Well, we just kicked the can down the road again, to quote President-elect Barack Obama, who developed into an expert can kicker during his eight years in the White House.
Under the agreement, the federal debt will grow by $1.7 trillion or so over the next decade, estimates the nonpartisan Committee for a Responsible Federal Budget. (The spending figures announced by congressional leaders are smaller because they mostly cover only two years. But it strains credulity to think Congress will soon reduce the spending it has just increased.)
Now, recall that Congress recently passed the Republican/Trump tax program, which may add $1.5 trillion to annual deficits over the decade. All these deficits come atop the preexisting deficits that the new president, whoever won, was set to inherit. This figure is nearly $11 trillion, estimates the CRFB.

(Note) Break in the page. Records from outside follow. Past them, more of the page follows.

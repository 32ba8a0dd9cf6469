//! Renderer Actor: Dedicated thread for rendering to the terminal.
//!
//! Owns the on-screen buffer, diffs each incoming frame against it and
//! flushes the result in a single write.

use super::messages::RenderCommand;
use crate::buffer::diff::{render_diff, render_full, DiffState};
use crate::buffer::Buffer;
use crossbeam_channel::Receiver;
use std::io::{self, Write};
use std::thread::{self, JoinHandle};
use std::time::Instant;

/// Render statistics for debugging/profiling.
#[derive(Debug, Clone, Copy, Default)]
pub struct RenderStats {
    /// Frames rendered.
    pub frames: u64,
    /// Bytes written to the terminal.
    pub bytes_written: u64,
    /// Smoothed render time in microseconds.
    pub avg_render_us: u64,
}

/// Frame diffing state, independent of the output sink.
pub struct Renderer<W: Write> {
    /// What the terminal currently shows.
    current: Buffer,
    diff_state: DiffState,
    /// Reused escape-sequence buffer.
    output: Vec<u8>,
    sink: W,
    stats: RenderStats,
    needs_full_redraw: bool,
}

impl<W: Write> Renderer<W> {
    /// Create a renderer writing to `sink`.
    pub fn new(sink: W, width: u16, height: u16) -> Self {
        Self {
            current: Buffer::new(width, height),
            diff_state: DiffState::new(),
            output: Vec::with_capacity(16 * 1024),
            sink,
            stats: RenderStats::default(),
            needs_full_redraw: true,
        }
    }

    /// Present a frame, diffing against the screen unless a full redraw is due.
    pub fn present(&mut self, next: &Buffer, force_full: bool) -> io::Result<()> {
        if next.width() != self.current.width() || next.height() != self.current.height() {
            // Frame built for a different size; resync everything.
            self.resize(next.width(), next.height());
        }

        let start = Instant::now();
        self.output.clear();

        if force_full || self.needs_full_redraw {
            render_full(next, &mut self.output, &mut self.diff_state);
            self.needs_full_redraw = false;
        } else {
            render_diff(&self.current, next, &mut self.output, &mut self.diff_state);
        }

        if !self.output.is_empty() {
            self.sink.write_all(&self.output)?;
            self.sink.flush()?;
        }
        self.current.copy_from(next);

        let micros = u64::try_from(start.elapsed().as_micros()).unwrap_or(u64::MAX);
        self.stats.frames += 1;
        self.stats.bytes_written += self.output.len() as u64;
        self.stats.avg_render_us = if self.stats.avg_render_us == 0 {
            micros
        } else {
            (self.stats.avg_render_us * 15 + micros) / 16
        };
        Ok(())
    }

    /// Resize and schedule a full repaint.
    pub fn resize(&mut self, width: u16, height: u16) {
        self.current.resize(width, height);
        self.needs_full_redraw = true;
        self.diff_state.reset();
    }

    /// Counters so far.
    pub const fn stats(&self) -> RenderStats {
        self.stats
    }

    /// Borrow the output sink.
    pub const fn sink(&self) -> &W {
        &self.sink
    }
}

/// Renderer actor that handles terminal output.
pub struct RendererActor {
    handle: Option<JoinHandle<()>>,
}

impl RendererActor {
    /// Spawn the renderer thread writing to stdout.
    pub fn spawn(receiver: Receiver<RenderCommand>, width: u16, height: u16) -> io::Result<Self> {
        let handle = thread::Builder::new()
            .name("stopwatch-render".to_string())
            .spawn(move || {
                let mut renderer = Renderer::new(io::stdout(), width, height);
                if let Err(e) = Self::run_loop(&receiver, &mut renderer) {
                    log::error!("render thread error: {e}");
                }
                let stats = renderer.stats();
                log::debug!(
                    "renderer done: {} frames, {} bytes, ~{}us/frame",
                    stats.frames,
                    stats.bytes_written,
                    stats.avg_render_us
                );
            })?;

        Ok(Self { handle: Some(handle) })
    }

    /// Wait for the render thread to finish. Send
    /// [`RenderCommand::Shutdown`] first.
    pub fn join(mut self) {
        if let Some(handle) = self.handle.take() {
            let _ = handle.join();
        }
    }

    fn run_loop<W: Write>(receiver: &Receiver<RenderCommand>, renderer: &mut Renderer<W>) -> io::Result<()> {
        let mut pending = None;
        loop {
            // Blocks until a command arrives; a disconnected channel ends the loop.
            let command = match pending.take() {
                Some(command) => command,
                None => match receiver.recv() {
                    Ok(command) => command,
                    Err(_) => break,
                },
            };
            match command {
                RenderCommand::FullRedraw(buffer) => renderer.present(&buffer, true)?,
                RenderCommand::Update(mut buffer) => {
                    // Skip stale frames when the producer is ahead of us.
                    loop {
                        match receiver.try_recv() {
                            Ok(RenderCommand::Update(newer)) => buffer = newer,
                            Ok(other) => {
                                pending = Some(other);
                                break;
                            }
                            Err(_) => break,
                        }
                    }
                    renderer.present(&buffer, false)?;
                }
                RenderCommand::Resize { width, height } => renderer.resize(width, height),
                RenderCommand::Shutdown => break,
            }
        }
        Ok(())
    }
}

#[cfg(test)]
mod tests {
    use super::*;
    use crate::buffer::Cell;
    use crossbeam_channel::unbounded;

    #[test]
    fn test_first_frame_is_full_redraw() {
        let mut renderer = Renderer::new(Vec::new(), 4, 2);
        let frame = Buffer::new(4, 2);
        renderer.present(&frame, false).unwrap();

        assert!(renderer.sink().starts_with(b"\x1b[0m\x1b[2J"));
        assert_eq!(renderer.stats().frames, 1);
    }

    #[test]
    fn test_unchanged_frame_writes_nothing() {
        let mut renderer = Renderer::new(Vec::new(), 4, 2);
        let frame = Buffer::new(4, 2);
        renderer.present(&frame, false).unwrap();
        let written = renderer.sink().len();

        renderer.present(&frame, false).unwrap();
        assert_eq!(renderer.sink().len(), written);
    }

    #[test]
    fn test_changed_cell_is_diffed() {
        let mut renderer = Renderer::new(Vec::new(), 4, 2);
        let mut frame = Buffer::new(4, 2);
        renderer.present(&frame, false).unwrap();
        let written = renderer.sink().len();

        frame.set(1, 1, Cell::new('9'));
        renderer.present(&frame, false).unwrap();

        let tail = String::from_utf8_lossy(&renderer.sink()[written..]).into_owned();
        assert!(tail.starts_with("\x1b[2;2H"));
        assert!(tail.ends_with('9'));
    }

    #[test]
    fn test_resized_frame_forces_full_redraw() {
        let mut renderer = Renderer::new(Vec::new(), 4, 2);
        renderer.present(&Buffer::new(4, 2), false).unwrap();
        let written = renderer.sink().len();

        renderer.present(&Buffer::new(6, 3), false).unwrap();
        assert!(renderer.sink()[written..].starts_with(b"\x1b[0m\x1b[2J"));
    }

    #[test]
    fn test_run_loop_stops_on_shutdown() {
        let (tx, rx) = unbounded();
        let mut renderer = Renderer::new(Vec::new(), 3, 1);
        tx.send(RenderCommand::Update(Box::new(Buffer::new(3, 1)))).unwrap();
        tx.send(RenderCommand::Shutdown).unwrap();
        tx.send(RenderCommand::Update(Box::new(Buffer::new(3, 1)))).unwrap();

        RendererActor::run_loop(&rx, &mut renderer).unwrap();
        assert_eq!(renderer.stats().frames, 1);
    }
}
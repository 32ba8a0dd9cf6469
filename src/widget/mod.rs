//! Widgets: the stopwatch screen's components.
//!
//! Each widget owns its bounds and a dirty flag, renders into a
//! [`Buffer`](crate::buffer::Buffer) with a [`Theme`](crate::theme::Theme),
//! and may consume input events.
//!
//! - [`TimeDisplay`]: elapsed time in large digits
//! - [`Button`]: Start, Stop and Reset
//! - [`StatusBar`]: header and footer chrome

mod traits;
mod status_bar;
mod button;
mod time_display;

pub use traits::Widget;
pub use status_bar::StatusBar;
pub use button::{Button, ButtonVariant};
pub use time_display::{large_width, TimeDisplay, GLYPH_HEIGHT};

Altogether, we face cumulative deficits of about $14 trillion over the decade. These can’t be blamed on an economy operating at less than full capacity. Just the opposite: The economy is close to “full employment” with a 4.1 percent unemployment rate.
Deficit financing has become the mother’s milk of politics. Compromise occurs by mutual forbearance. “Each party is giving the other its wish list with all the bells and whistles included and asking future generations to pick up the tab,” notes the CRFB’s Maya MacGuineas.
Of course, last week’s agreement has some virtues. You can’t spend so much money and get nothing in return. We may be spared another government shutdown over the budget, because the agreement sets spending levels for two years. Similarly, the agreement suspends the federal debt ceiling — how much the government can borrow — through early 2019. This presumably postpones another self-destructive debate over whether the government should default on its debt, damaging its credit rating and flirting with a financial crisis.
In truth, much of the spending authorized by the agreement is desirable. Future deficits have been wildly underestimated because projections for defense and nondefense discretionary spending were unrealistically low. On defense, President Obama’s budgets reduced readiness, left the services too small and made it harder to counter new technological threats, most notably cyberwarfare. There was a similar squeeze on many vital domestic agencies, from the Internal Revenue Service to the National Park Service.
To some extent, the new agreement represents a catch-up from this stringency. Meanwhile, so-called entitlement programs such as Social Security and Medicare — for which people automatically qualify — were largely untouched. They represent about 70 percent of federal spending. Together, costly entitlements and expanded discretionary spending produce enormous deficits, exceeding $1 trillion a year, as far as the eye can see.
That’s a huge gap — roughly 5 percent of our gross domestic product — to close or shrink. Most politicians are can kickers. They want nothing to do with the necessary tax increases or spending cuts, including possible reductions in Social Security, to curb the out-of-control deficits.
Ignoring them seems to involve few economic or political costs. The extra borrowing caused by deficits hasn’t sent interest rates sky-high. Indeed, after the Great Recession, deficits helped the economy recover. Now, despite our political and social problems, foreigners still seem happy to hold U.S. Treasury securities as “safe” financial assets. In general, the public doesn’t seem aggrieved by big deficits, especially when compared with the alternatives.
All this feeds a culture of nostalgia in both parties: They act as if nothing’s changed. Republicans congratulate themselves on new tax cuts; Democrats are always eager to increase social spending — witness the Affordable Care Act.
So why should we worry about escalating debt? The answer, in a word: prudence.
We don’t know how much federal debt is too much. It could be “a lot more” or “not much more.” What we do know — from previous financial crises in many countries and at many times — is that once investors, traders and speculators lose confidence in a country’s debt, the economic, social and political consequences can be devastating. Interest rates may soar; inflation may surge; governments may raise taxes sharply and cut spending deeply.
But once you cross that line, it’s hard to get back to the other side. The prudent thing to do is never to get close to the line. We aren’t being prudent.